Direkt und indirekt: Wie gross ist der Anteil Ihres Umsatzes aus öffentlichen Geldern oder Stiftungsmitteln?

Wir erhalten kein Geld von Stiftungen oder von der öffentlichen Hand.

Ich denke da beispielsweise an das Restaurant Blinde Kuh, welches sich die Mieten auf dem Gundeldinger Feld wohl kaum leisten könnte ohne Gönnerbeiträge und Stiftungsgelder.

Jeder unserer Mieter bezahlt einen Mietzins; woher sie dieses Geld haben, ist nicht meine Sache.

Wie weit geht Ihre Utopie bei der Auswahl der Mieter?

Unsere Mieten sind teilweise unter dem Marktwert und verändern sich auch nicht. Wir erhalten aber keine Subventionen und müssen Geld verdienen, sonst wäre das alles nicht möglich.

Sie sind sehr gut vernetzt. Wie kommt das?

Ich getraue mich halt, die Leute einfach anzusprechen, egal welchen Posten sie innehaben. Das bin ich mir noch so gewohnt aus Afrika. Dort hat man als Schweizer Hilfswerk ständig mit Ministern zu tun und kommuniziert auf höchster Ebene. Ich habe diese Hemmungen nicht, wie sie hier so viele haben.

Wer an so vielen Projekten beteiligt ist, gerät doch bestimmt in Interessenskonflikte?

Nein, eigentlich nicht.

Sie sind beispielsweise die Autorin einer neuen Nutzungsstudie für das Gundeldinger Casino, welches Räume für Kulturveranstaltungen und Sitzungen anbietet. Gleichzeitig sind Sie Mitinhaberin des Gundeldinger Feldes, das nur wenige Hundert Meter entfernt das Gleiche tut. Wie verträgt sich das?

Das ist kein Problem, dort ist das ­Publikum anders als bei uns. Das Gundeldinger Feld ist sowieso zu klein geworden für alle die Nutzungen, die hier stattfinden.
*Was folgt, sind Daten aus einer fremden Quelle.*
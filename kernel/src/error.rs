use std::fmt::Display;

use error_stack::Context;

#[derive(Debug, Clone, Copy, PartialEq, Eq)]
pub enum KernelError {
    UserNotFound,
    UserInactive,
    AlreadyBorrowed,
    BookNotFound,
    BookUnavailable,
    CannotReturn,
    Internal,
}

/// Coarse classification used by outer layers to pick a response.
#[derive(Debug, Clone, Copy, PartialEq, Eq)]
pub enum ErrorKind {
    NotFound,
    InvalidState,
    Conflict,
    Internal,
}

impl KernelError {
    pub fn kind(&self) -> ErrorKind {
        match self {
            KernelError::UserNotFound | KernelError::BookNotFound => ErrorKind::NotFound,
            KernelError::UserInactive
            | KernelError::BookUnavailable
            | KernelError::CannotReturn => ErrorKind::InvalidState,
            KernelError::AlreadyBorrowed => ErrorKind::Conflict,
            KernelError::Internal => ErrorKind::Internal,
        }
    }
}

impl Display for KernelError {
    fn fmt(&self, f: &mut std::fmt::Formatter<'_>) -> std::fmt::Result {
        match self {
            KernelError::UserNotFound => write!(f, "User not found"),
            KernelError::UserInactive => write!(f, "User is inactive"),
            KernelError::AlreadyBorrowed => write!(f, "Book already borrowed by the user"),
            KernelError::BookNotFound => write!(f, "Book not found"),
            KernelError::BookUnavailable => write!(f, "Book is not available for borrowing"),
            KernelError::CannotReturn => write!(
                f,
                "Cannot return book. Check if borrow record exists and book is not already returned."
            ),
            KernelError::Internal => write!(f, "Internal kernel error"),
        }
    }
}

impl Context for KernelError {}

#[cfg(test)]
mod test {
    use super::{ErrorKind, KernelError};

    #[test]
    fn borrow_failures_are_classified() {
        assert_eq!(KernelError::UserNotFound.kind(), ErrorKind::NotFound);
        assert_eq!(KernelError::BookNotFound.kind(), ErrorKind::NotFound);
        assert_eq!(KernelError::UserInactive.kind(), ErrorKind::InvalidState);
        assert_eq!(KernelError::BookUnavailable.kind(), ErrorKind::InvalidState);
        assert_eq!(KernelError::CannotReturn.kind(), ErrorKind::InvalidState);
        assert_eq!(KernelError::AlreadyBorrowed.kind(), ErrorKind::Conflict);
    }
}
use kernel::interface::database::{DatabaseConnection, Transaction};
use kernel::interface::query::{BookQuery, DependOnBookQuery};
use kernel::interface::update::{BookModifier, DependOnBookModifier};
use kernel::prelude::entity::{BookAuthor, BookId, BookTitle, IsAvailable};
use kernel::KernelError;

use crate::transfer::{
    BookDto, ChangeBookAvailabilityDto, CreateBookDto, DeleteBookDto, GetBookDto, UpdateBookDto,
};

#[async_trait::async_trait]
pub trait GetBookService: 'static + Sync + Send + DependOnBookQuery {
    async fn get_book(&self, dto: GetBookDto) -> error_stack::Result<Option<BookDto>, KernelError> {
        let mut connection = self.database_connection().transact().await?;

        let id = BookId::new(dto.id);
        let book = self.book_query().find_by_id(&mut connection, &id).await?;

        Ok(book.map(BookDto::from))
    }

    async fn get_all_books(&self) -> error_stack::Result<Vec<BookDto>, KernelError> {
        let mut connection = self.database_connection().transact().await?;
        let books = self.book_query().find_all(&mut connection).await?;
        Ok(books.into_iter().map(BookDto::from).collect())
    }
}

impl<T> GetBookService for T where T: DependOnBookQuery {}

#[async_trait::async_trait]
pub trait CreateBookService: 'static + Sync + Send + DependOnBookModifier {
    async fn create_book(&self, dto: CreateBookDto) -> error_stack::Result<BookDto, KernelError> {
        let mut connection = self.database_connection().transact().await?;

        let book = self
            .book_modifier()
            .create(
                &mut connection,
                BookTitle::new(dto.title),
                BookAuthor::new(dto.author),
            )
            .await?;
        connection.commit().await?;

        tracing::info!(book_id = *book.id().as_ref(), "book created");
        Ok(BookDto::from(book))
    }
}

impl<T> CreateBookService for T where T: DependOnBookModifier {}

#[async_trait::async_trait]
pub trait UpdateBookService:
    'static + Sync + Send + DependOnBookQuery + DependOnBookModifier
{
    async fn update_book(
        &self,
        dto: UpdateBookDto,
    ) -> error_stack::Result<Option<BookDto>, KernelError> {
        let mut connection = self.database_connection().transact().await?;

        let UpdateBookDto { id, title, author } = dto;
        let Some(mut book) = self
            .book_query()
            .find_by_id(&mut connection, &BookId::new(id))
            .await?
        else {
            return Ok(None);
        };

        book.substitute(|book| {
            if let Some(title) = title {
                *book.title = BookTitle::new(title);
            }
            if let Some(author) = author {
                *book.author = BookAuthor::new(author);
            }
        });
        self.book_modifier().update(&mut connection, &book).await?;
        connection.commit().await?;

        Ok(Some(BookDto::from(book)))
    }
}

impl<T> UpdateBookService for T where T: DependOnBookQuery + DependOnBookModifier {}

#[async_trait::async_trait]
pub trait DeleteBookService: 'static + Sync + Send + DependOnBookModifier {
    async fn delete_book(&self, dto: DeleteBookDto) -> error_stack::Result<bool, KernelError> {
        let mut connection = self.database_connection().transact().await?;

        let id = BookId::new(dto.id);
        let deleted = self.book_modifier().delete(&mut connection, &id).await?;
        connection.commit().await?;

        if deleted {
            tracing::info!(book_id = dto.id, "book deleted");
        }
        Ok(deleted)
    }
}

impl<T> DeleteBookService for T where T: DependOnBookModifier {}

/// Manual overrides. They do not look at borrow records, so they can leave a book
/// flagged unavailable with nothing on loan, or the other way round.
#[async_trait::async_trait]
pub trait ChangeBookAvailabilityService:
    'static + Sync + Send + DependOnBookQuery + DependOnBookModifier
{
    /// `None` when the book does not exist or is already unavailable.
    async fn mark_book_unavailable(
        &self,
        dto: ChangeBookAvailabilityDto,
    ) -> error_stack::Result<Option<BookDto>, KernelError> {
        self.change_availability(dto, IsAvailable::new(false)).await
    }

    /// `None` when the book does not exist or is already available.
    async fn mark_book_available(
        &self,
        dto: ChangeBookAvailabilityDto,
    ) -> error_stack::Result<Option<BookDto>, KernelError> {
        self.change_availability(dto, IsAvailable::new(true)).await
    }

    async fn change_availability(
        &self,
        dto: ChangeBookAvailabilityDto,
        to: IsAvailable,
    ) -> error_stack::Result<Option<BookDto>, KernelError> {
        let mut connection = self.database_connection().transact().await?;

        let id = BookId::new(dto.id);
        let book = self
            .book_query()
            .find_by_id(&mut connection, &id)
            .await?
            .filter(|book| book.is_available() != &to);
        let Some(mut book) = book else {
            tracing::debug!(book_id = dto.id, to = *to.as_ref(), "availability unchanged");
            return Ok(None);
        };

        book.substitute(|book| *book.is_available = to);
        self.book_modifier().update(&mut connection, &book).await?;
        connection.commit().await?;

        tracing::info!(book_id = dto.id, available = *to.as_ref(), "availability overridden");
        Ok(Some(BookDto::from(book)))
    }
}

impl<T> ChangeBookAvailabilityService for T where T: DependOnBookQuery + DependOnBookModifier {}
Wir sind mehr Ergänzung als Konkurrenz.

«Es geht mir nicht in den Kopf, dass man etwas abreisst, nur weil es nicht mehr der Mode entspricht.»

Sie reisen gerne, haben Erfahrungen gesammelt in der Entwicklungszusammenarbeit. Was davon steckt in Ihren Projekten hier?

Das ist die Grundlage, ohne diese ­Arbeit in Afrika und die Reisen gäbe es das Gundeldinger Feld nicht. Viele meiner Überzeugungen habe ich unterwegs gewonnen. Zum Beispiel, dass fast alles noch brauchbar ist. Was der eine als Abfall bezeichnet, ist für den anderen von grossem Wert.

Das Prinzip der Bauteilbörse.

Genau, das war die direkte Konsequenz aus dieser Erkenntnis. Wir haben in der Schweiz eine Bauqualität, die einmalig ist. Es geht mir nicht in den Kopf, dass man etwas abreisst und wegschmeisst, nur weil es nicht mehr der Mode entspricht.

Wie kommt es, dass Sie sich für alternative Projekte einsetzen und nicht den lukrativeren, kommerziellen Weg gewählt haben?

Architektur, die Luxus ist, das ist nicht meine Welt. Und mit Luxus meine ich nicht nur teure Villen, auch ein Einfamilienhäuschen zähle ich dazu. Solche Bauten sind unnötig. Wir nehmen solche Aufträge nicht an.

Architektur ist eben doch politisch.

Das stimmt, im Zusammenhang mit der Raumplanung ist sie tatsächlich sehr politisch.

Woher kommt Ihr Drang, sich zu engangieren?

Irgendwo bekommt man Werte mit auf den Weg. Ich fühle mich ganz einfach verantwortlich, weil es mir sehr gut geht.